Until the Reggae Girlz, as Jamaica’s national team is known, became the first Caribbean nation to qualify for the World Cup, women’s soccer had been largely dismissed in Jamaica. Many considered it too rough and unfeminine. But at a young age, Shaw began to kick anything that would roll. Bottles. Stones. Boxes. Bags. Figurines. The remote control. Sometimes she played barefoot, and sometimes — when her mother was not home — she even played in her dress shoes.
“My mom would always get mad,” Shaw said with a laugh. “But she and my dad realized this is what I really wanted.”
One criticism of American soccer is that it is too organized, that athletes don’t play enough on their own, away from coaches, the way they do in basketball. Creativity can suffer, the theory goes. That is not the case for Shaw, who relied on ingenuity and inventiveness to succeed on makeshift fields, against boys who were bigger and faster. It is evident in her intuitive style, the way she wheels on a shot while facing away from the goal or cheekily chips a lob over a goalkeeper. The way she seeks contact, which Menzies, the coach, is seeking to lessen as a way to keep her from repeatedly being injured.
“She depends on her size to hold off defenders, but she’s got to separate quicker so it won’t be so combative all the time,” Menzies said. “She’s got to save her career.”
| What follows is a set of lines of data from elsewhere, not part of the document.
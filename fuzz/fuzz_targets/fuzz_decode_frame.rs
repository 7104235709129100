// SPDX-License-Identifier: Apache-2.0 OR MIT
// Copyright (c) 2025-2026 naskel.com

#![no_main]

use std::net::{Ipv4Addr, SocketAddrV4};

use libfuzzer_sys::fuzz_target;
use lbmc::{DecoderConfig, DecodingSession, FrameContext};

fuzz_target!(|data: &[u8]| {
    let Ok(mut session) = DecodingSession::new(DecoderConfig {
        max_pending_assemblies: 8,
        ..DecoderConfig::default()
    }) else {
        return;
    };
    let ctx = FrameContext::new(
        1,
        0,
        SocketAddrV4::new(Ipv4Addr::LOCALHOST, 5000),
        SocketAddrV4::new(Ipv4Addr::LOCALHOST, 4000),
    );

    // Whole input as one frame, then each half as its own frame so
    // reassembly state carries over between calls
    let _ = session.decode_frame(&ctx, data);
    let (a, b) = data.split_at(data.len() / 2);
    let _ = session.decode_frame(&ctx.at(2), a);
    let _ = session.decode_frame(&ctx.at(3), b);
});
// SPDX-License-Identifier: Apache-2.0 OR MIT
// Copyright (c) 2025-2026 naskel.com

//! Named views of packed flag fields.
//!
//! Raw masks are decoded once here; the rest of the crate only sees booleans.

use super::constants::{
    BATCH_FLAG_END, BATCH_FLAG_START, EXTOPT_FLAG_IGNORE, EXTOPT_FLAG_IGNORE_SUBTYPE,
    EXTOPT_FLAG_MORE_FRAGMENTS,
};

/// BATCH header flags.
#[derive(Debug, Clone, Copy, PartialEq, Eq, Default)]
pub struct BatchFlags {
    pub start: bool,
    pub end: bool,
}

impl BatchFlags {
    pub fn from_bits(bits: u16) -> Self {
        Self {
            start: bits & BATCH_FLAG_START != 0,
            end: bits & BATCH_FLAG_END != 0,
        }
    }
}

/// EXTOPT header flags.
#[derive(Debug, Clone, Copy, PartialEq, Eq, Default)]
pub struct ExtOptFlags {
    /// Receivers that do not understand the option may skip it.
    pub ignore: bool,
    /// Receivers that do not understand the subtype may skip it.
    pub ignore_subtype: bool,
    /// More fragments of this option follow in the same chain.
    pub more_fragments: bool,
}

impl ExtOptFlags {
    pub fn from_bits(bits: u8) -> Self {
        Self {
            ignore: bits & EXTOPT_FLAG_IGNORE != 0,
            ignore_subtype: bits & EXTOPT_FLAG_IGNORE_SUBTYPE != 0,
            more_fragments: bits & EXTOPT_FLAG_MORE_FRAGMENTS != 0,
        }
    }
}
By age 14, Shaw was playing on Jamaica’s under-20 national team. In high school, she collected 128 goals and 72 assists. Last fall at Tennessee, she scored 13 goals in 15 games and was named the Southeastern Conference’s offensive player of the year. Now she has arrived at the World Cup.
“Bunny’s been through a lot of adversity,” Menzies said. “She knows she’s on a path to greatness. In the neighborhoods, soccer’s an opportunity to have a little bit of joy. Football is a cure. She’s part of that.”